Before Pushkin, Petersburg had known only praise. But Pushkin’s vision of the city was dualistic. His evaluation of the role of Peter and his reforms, of the civilizing effect of the city, and of the future of autocratic rule (that is, the past, present, and future of all Russia) seems in The Bronze Horseman to rest in balance. Neither took precedence. But their equilibrium was not clearly fixed: the scales trembled and vibrated.*

Nicholas I did not live up to Pushkin’s hopes. Later Anna Akhmatova even felt that the tsar had tricked the poet consciously. Outraged, she told me that Nicholas “did not keep his word, and that is unforgivable for an emperor.”15

More important, he also tricked the country, which had expected reforms from the young, energetic tsar. Gifted in many ways—he knew several languages, was a brilliant orator, and played the flute—Nicholas was fixated on order.16 He pictured Russia as a gigantic mechanism that had to function exactly as he (wisely) set it. An echo of Peter’s mania could be seen in that, and at first, the people, hypnotized, blindly obeyed the new emperor. But Nicholas lacked his predecessor’s monumental vision, and the times were quite different too. The tsar’s unwavering confidence in his own infallibility was no longer enough to drag Russia forward.

Nicholas was called by one ironic observer the “Don Quixote of autocracy.” But this peculiarly Russian Don Quixote tried fanatically to turn his capital into an army barracks, with no room for disobedience or any flash of independent thought. For only in the army, the emperor believed, could be found “order, strict, unconditional legality, where there are no ‘know-it-alls’ or the passion of contradiction…. everyone is subordinate in a single, definite goal, everything has its designation.” Nicholas often repeated, “I regard all human life as service,” and also, “I need people who are obedient, not wise.”

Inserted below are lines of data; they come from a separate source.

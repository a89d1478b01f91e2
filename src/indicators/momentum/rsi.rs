//! RSI (Relative Strength Index) indicator

use crate::models::Bar;

pub const DEFAULT_RSI_PERIOD: u32 = 14;

/// Calculate RSI over the trailing `period` close-to-close deltas
///
/// RSI = 100 - (100 / (1 + RS))
/// RS = Average Gain / Average Loss (simple averages)
///
/// Needs `period + 1` bars. When the average loss is zero, including a flat
/// window, RSI is 100.
pub fn calculate_rsi(bars: &[Bar], period: u32) -> Option<f64> {
    let period = period as usize;
    if period == 0 || bars.len() < period + 1 {
        return None;
    }

    let window = &bars[bars.len() - (period + 1)..];
    let mut gain_sum = 0.0;
    let mut loss_sum = 0.0;

    for pair in window.windows(2) {
        let change = pair[1].close - pair[0].close;
        if change > 0.0 {
            gain_sum += change;
        } else {
            loss_sum += change.abs();
        }
    }

    let avg_gain = gain_sum / period as f64;
    let avg_loss = loss_sum / period as f64;

    Some(rsi_from_averages(avg_gain, avg_loss))
}

/// RSI for every bar, `None` until `period + 1` bars are available
pub fn calculate_rsi_series(bars: &[Bar], period: u32) -> Vec<Option<f64>> {
    (0..bars.len())
        .map(|end| calculate_rsi(&bars[..=end], period))
        .collect()
}

/// Calculate RSI with default period (14)
pub fn calculate_rsi_default(bars: &[Bar]) -> Option<f64> {
    calculate_rsi(bars, DEFAULT_RSI_PERIOD)
}

fn rsi_from_averages(avg_gain: f64, avg_loss: f64) -> f64 {
    if avg_loss == 0.0 {
        return 100.0;
    }

    let rs = avg_gain / avg_loss;
    let rsi = 100.0 - (100.0 / (1.0 + rs));
    rsi.clamp(0.0, 100.0)
}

With this attitude, the emperor obviously began to regard Pushkin and other leading intellectuals expendable. Nicholas was not particularly upset by Pushkin’s death in 1837, at the age of thirty-seven, in a Petersburg duel. (By contrast, this tragic event would later be considered, by all literate Russians, one of the greatest catastrophes in Russia’s cultural history.) When another brilliant Russian poet, twenty-six-year-old Mikhail Lermontov, was killed in a duel in 1841, Nicholas is supposed to have said disdainfully, “A cur’s death for a cur.”

In the three decades of his austere reign (1825-1855), Nicholas I froze Petersburg and all Russia. Already in the era of Alexander I, the poet Vassily Zhukovsky complained that the residents of Petersburg “were mummies, surrounded by majestic pyramids, whose grandeur exists not for them.” Nicholas succeeded brilliantly in bringing Petersburg’s image even closer to his beloved barracks. The splenetic and wise friend of the late Pushkin, Prince Vyazemsky, noted sadly, “straight, correct, evened out, symmetrical, monotonous, and complete, Petersburg can serve as an emblem of our life…. In people, you can’t tell Ivan from Peter; in time, today from tomorrow: everything is the same.”

So it was in December 1828 that nineteen-year-old Nikolai Gogol came to this disciplined, haughty, cold city from the bright, gentle, warm Ukraine. The ambitious provincial—skinny, sickly, and bignosed—arrived in Petersburg with radiant dreams, confident of conquering the capital instantly. As with most young men, even those with talent, these dreams proved somewhat difficult to realize.

In one of his first letters home to his mother, young Gogol shared his impressions of the capital, revealing the sharp eye of its future vivisector:

Petersburg is a rather large city.* If you want to stroll its streets, with squares and islands in various directions, you will probably walk more than 100 versts, and despite its size, you can have anything you might need without sending far, even in the same building…. The house in which I live contains two tailors, one marchand de mode, a shoemaker, a hosiery manufacturer, a repairer of broken dishes, a plasterer and house painter, a pastry shop, a notions shop, a cold storage for winter clothing, a tobacco shop, and finally, a midwife for the privileged. Naturally, this building has to be plastered all over with gold signs. I live on the fourth floor.17

Walking through the streets in the daytime, Gogol eagerly plunged into the bustling life of the capital. He spent hours peering into shop windows on Nevsky Prospect, which displayed such exotic fruits brought from overseas as oranges, pineapples, and bananas.

Unable to resist, Gogol ate in one French pastry shop after another. He visited the Academy of Arts, praised by Batyushkov, where the works of the professors and the best students were on display; Gogol formed close friendships with some of the latter.